Et si on veut que Mehdi écrive, il demande une cigarette, une blonde de préférence, ou un p’tit sourire bienveillant, ou un ‘bip’ complice. Mais jamais un morceau de tarte ou un bonbon, car même frêle qu’il est, il fait attention à sa ligne. Et puis il les laisse aux enfants, les bonbons. Et si on veut que Mehdi écrive, il demande un papier noir, et un stylo qui écrit blanc. Il aime écrire blanc sur noir. Pas de verbes ou d’adjectifs, que des noms. Parfois des mots de maux. Des noms, propres ou figurés, propres ou sales. Il a horreur des points, personne ne sait pourquoi. Mais Mehdi n’a rien contre les virgules d’exclamation, les points suspendus. Pour la suspension, Mehdi qui se déplace donc à reculons, adore ce jeu de saute-mouton, sans sauter par-dessus un partenaire ou un mouton ; mais en l’air et sans appui. Un régal, cette suspension. Mehdi qui regrette aussi qu’un mouton n’a pas forcément la géométrie d’un mouton. Parlant d’animaux, Mehdi ignore si le mulet a oublié qu’il est mulet. Il sait par contre que le mulet peut se prendre pour un lion, mais que celui-ci s’en bat les flancs de penser à la question.

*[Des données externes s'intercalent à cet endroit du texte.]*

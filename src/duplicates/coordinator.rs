//! Consumer coordinator: the worker pool that drains the file queue.
//!
//! The coordinator owns a fixed pool of consumer threads, each with its
//! own classifier instance. Workers block on the shared queue; when the
//! producer drops its sender the queue closes, every buffered record is
//! still delivered, and `recv()` reports disconnection only once the
//! queue is drained — that is the whole shutdown protocol, with no
//! polling latency. A supervisor thread joins every worker (unbounded
//! wait) and then fires the coordinator's FINISHED event.

use std::io;
use std::thread;

use crossbeam_channel::Receiver;

use crate::events::StageNotifier;
use crate::scanner::FileRecord;

use super::classifier::ClassifierFactory;

/// Errors from starting the consumer pool.
#[derive(thiserror::Error, Debug)]
pub enum CoordinatorError {
    /// `consume()` was called on a coordinator that is already running.
    #[error("Consumer coordinator is already running")]
    AlreadyStarted,

    /// A pool thread could not be spawned.
    #[error("Failed to spawn consumer thread: {source}")]
    Spawn {
        /// The underlying I/O error
        #[source]
        source: io::Error,
    },
}

/// Runs the fixed-size pool of consumer workers.
pub struct ConsumerCoordinator {
    queue: Receiver<FileRecord>,
    factory: ClassifierFactory,
    workers: usize,
    notifier: Option<StageNotifier>,
    started: bool,
}

impl ConsumerCoordinator {
    /// Create a coordinator over the receiving half of the shared queue.
    ///
    /// `workers` is the pool size; the caller validates it is at least 1.
    #[must_use]
    pub fn new(
        queue: Receiver<FileRecord>,
        factory: ClassifierFactory,
        workers: usize,
        notifier: StageNotifier,
    ) -> Self {
        Self {
            queue,
            factory,
            workers,
            notifier: Some(notifier),
            started: false,
        }
    }

    /// Start the worker pool exactly once.
    ///
    /// A second call fails fast with [`CoordinatorError::AlreadyStarted`]
    /// and performs no work. Completion is observable through the
    /// coordinator's FINISHED signal, which fires after the queue has
    /// been drained and every worker has exited.
    pub fn consume(&mut self) -> Result<(), CoordinatorError> {
        if self.started {
            return Err(CoordinatorError::AlreadyStarted);
        }
        self.started = true;

        let notifier = self.notifier.take();
        if let Some(notifier) = &notifier {
            notifier.notify_started();
        }
        log::info!("Starting {} consumer workers", self.workers);

        let mut handles = Vec::with_capacity(self.workers);
        for index in 0..self.workers {
            let queue = self.queue.clone();
            let mut classifier = self.factory.classifier();

            log::debug!("Spawning consumer worker {index}");
            let handle = thread::Builder::new()
                .name(format!("consumer-{index}"))
                .spawn(move || {
                    // recv() fails only once the producer has dropped its
                    // sender and every queued record has been delivered
                    while let Ok(record) = queue.recv() {
                        log::debug!("File consumed: {}", record.path.display());
                        classifier.classify(&record);
                    }
                    log::debug!("Consumer worker {index} finished draining");
                })
                .map_err(|source| CoordinatorError::Spawn { source })?;
            handles.push(handle);
        }

        // The supervisor detaches; its completion is observable through
        // the FINISHED signal
        thread::Builder::new()
            .name("consumer-supervisor".to_string())
            .spawn(move || {
                log::info!("Waiting for consumer workers to finish");
                for handle in handles {
                    if handle.join().is_err() {
                        log::error!("A consumer worker panicked before finishing");
                    }
                }
                if let Some(notifier) = &notifier {
                    notifier.notify_finished();
                }
                log::info!("All consumer workers finished");
            })
            .map_err(|source| CoordinatorError::Spawn { source })?;

        Ok(())
    }
}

Si on insiste pour lui demander son âge, Mehdi la confusion, le cherche en lorgnant la lune, quand elle est visible et pleine, sinon il vous répond qu’il faut la lui ramener. Et quand la lune est là, il devient lunatique. Mehdi dit aussi qu’il cherche depuis longtemps des lorgnons, pour les myopes du cœur ou de la raison, ou une jardinière, pour arroser les roses des quatre saisons. Mehdi la divagation, celui qui arpente les rues et l’extérieur des maisons. Sauf le dimanche. Mehdi dit que la vie est parfois drôle, un peu folle, quand des trucs qu’on voit n’existent pas. Ou des machins qu’on ne voit pas, et que ça existe. Et c’est vrai, puisque Mehdi le dit avec son bout de calcaire et ses arguments aériens, une langue et un langage que tout le monde comprend bien, y compris les muets, les sourds, et les sourds-muets, à l’exception des aveugles du cœur ou de la raison.

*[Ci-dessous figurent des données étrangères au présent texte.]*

//! Directory walker: the producer side of the pipeline.
//!
//! The walker traverses a directory tree on its own thread, never
//! following symbolic links (a link is visited and recorded, but its
//! target subtree is not descended into; hard links are ordinary files).
//! Every file that passes the filter chain is sent on the shared queue.
//!
//! Lifecycle: STARTED fires immediately before traversal begins and
//! FINISHED fires unconditionally after it ends — including after an
//! aborted traversal — so consumers are never left waiting. When the
//! walker thread exits it drops the queue sender, closing the queue;
//! that closure is the coordinator's signal to drain and shut down.

use std::path::{Path, PathBuf};
use std::thread::{self, JoinHandle};

use crossbeam_channel::Sender;
use walkdir::WalkDir;

use crate::events::StageNotifier;

use super::{FileRecord, FilterChain, WalkerError};

/// Statistics from one traversal.
#[derive(Debug, Clone, Default, PartialEq, Eq)]
pub struct WalkStats {
    /// Files visited (directories are not counted)
    pub files_visited: usize,
    /// Records that passed the filter chain and were queued
    pub files_queued: usize,
    /// Records rejected by the filter chain
    pub files_filtered: usize,
    /// Total size of queued records, in bytes
    pub bytes_queued: u64,
    /// Entries that could not be visited
    pub walk_errors: usize,
}

/// Producer that feeds discovered files into the shared queue.
pub struct Walker {
    root: PathBuf,
    queue: Sender<FileRecord>,
    filters: FilterChain,
    notifier: StageNotifier,
}

impl Walker {
    /// Create a walker over `root`.
    ///
    /// The caller is expected to have validated that `root` exists and
    /// is a directory; the walker itself treats an unreadable root as a
    /// fatal traversal error.
    #[must_use]
    pub fn new(
        root: &Path,
        queue: Sender<FileRecord>,
        filters: FilterChain,
        notifier: StageNotifier,
    ) -> Self {
        Self {
            root: root.to_path_buf(),
            queue,
            filters,
            notifier,
        }
    }

    /// Spawn the traversal thread and return its handle immediately.
    ///
    /// The caller is never blocked by traversal; the handle resolves to
    /// the final [`WalkStats`] once the walk ends.
    pub fn walk(self) -> Result<JoinHandle<WalkStats>, WalkerError> {
        thread::Builder::new()
            .name("walker".to_string())
            .spawn(move || {
                self.notifier.notify_started();
                log::info!("File system walker started under {}", self.root.display());

                let stats = self.traverse();

                self.notifier.notify_finished();
                log::info!(
                    "File system walker finished: {} files visited, {} queued, {} filtered, {} errors",
                    stats.files_visited,
                    stats.files_queued,
                    stats.files_filtered,
                    stats.walk_errors
                );
                stats
                // Dropping self here releases the queue sender, closing
                // the queue for the consumers
            })
            .map_err(|source| WalkerError::Spawn { source })
    }

    fn traverse(&self) -> WalkStats {
        let mut stats = WalkStats::default();

        for entry in WalkDir::new(&self.root).follow_links(false) {
            let entry = match entry {
                Ok(entry) => entry,
                Err(err) => {
                    stats.walk_errors += 1;
                    // Depth 0 means the root itself is unreadable and
                    // nothing below it can be reached
                    if err.depth() == 0 {
                        log::error!(
                            "Error traversing the file tree {}: {}",
                            self.root.display(),
                            err
                        );
                        break;
                    }
                    log::error!("Error visiting entry: {}", err);
                    continue;
                }
            };

            if entry.file_type().is_dir() {
                continue;
            }
            stats.files_visited += 1;

            let metadata = match entry.metadata() {
                Ok(metadata) => metadata,
                Err(err) => {
                    stats.walk_errors += 1;
                    log::error!("Error reading attributes of {}: {}", entry.path().display(), err);
                    continue;
                }
            };

            let record = FileRecord::from_entry(entry.into_path(), &metadata);
            log::debug!("File discovered: {}", record.path.display());

            if self.filters.accepts(&record) {
                stats.files_queued += 1;
                stats.bytes_queued += record.size;
                log::debug!("Queued file: {}", record.path.display());
                if self.queue.send(record).is_err() {
                    // Every consumer is gone, so nothing will ever drain
                    // the queue again
                    log::warn!("File queue closed; stopping traversal early");
                    break;
                }
            } else {
                stats.files_filtered += 1;
                log::debug!("Filtered file: {}", record.path.display());
            }
        }

        stats
    }
}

Et pour ceux qui n’ont pas compris, des exemples il en fournit, ce sacré Mehdi. Pour ce qui est des machins qu’on voit, que ça n’existe pas, Mehdi cite l’exemple de la lumière qui vient de la lune, si le ciel est dégagé. C’est beau à voir ; on dirait qu’elle illumine. Pourtant la lune n’éclaire pas, c’est prouvé. Car la lune ne fait que refléter l’éclat du soleil. C’est comme ça, elle vient du soleil la lumière. Pour les trucs invisibles qui existent, Mehdi prend l’exemple de certains gaz, tel l’hydrogène qu’on ne voit pas. Nous pouvons nous en rendre compte en approchant de celui-ci une étincelle. Et boum ça explose ! Et Mehdi sait aussi qu’il y a des gaz, et que ça ne pète pas. Sournois, certains sont invisibles, mais détectables au nez fin. Ils peuvent être visibles, si on les colore. Il y a aussi des gaz aromatiques. C’est ainsi.

Et il est ainsi Mehdi, du lundi au samedi. Sauf le dimanche. Car «dimanche‘’ ne finit pas, comme le nom à Mehdi, ou les six autres jours de la semaine, par un ‘di’, mais par un ‘manche’. Pourra-t-il être contredit, Mehdi, pour tout ce qu’il a dit ? Que nenni ! Puisque tous l’auront compris.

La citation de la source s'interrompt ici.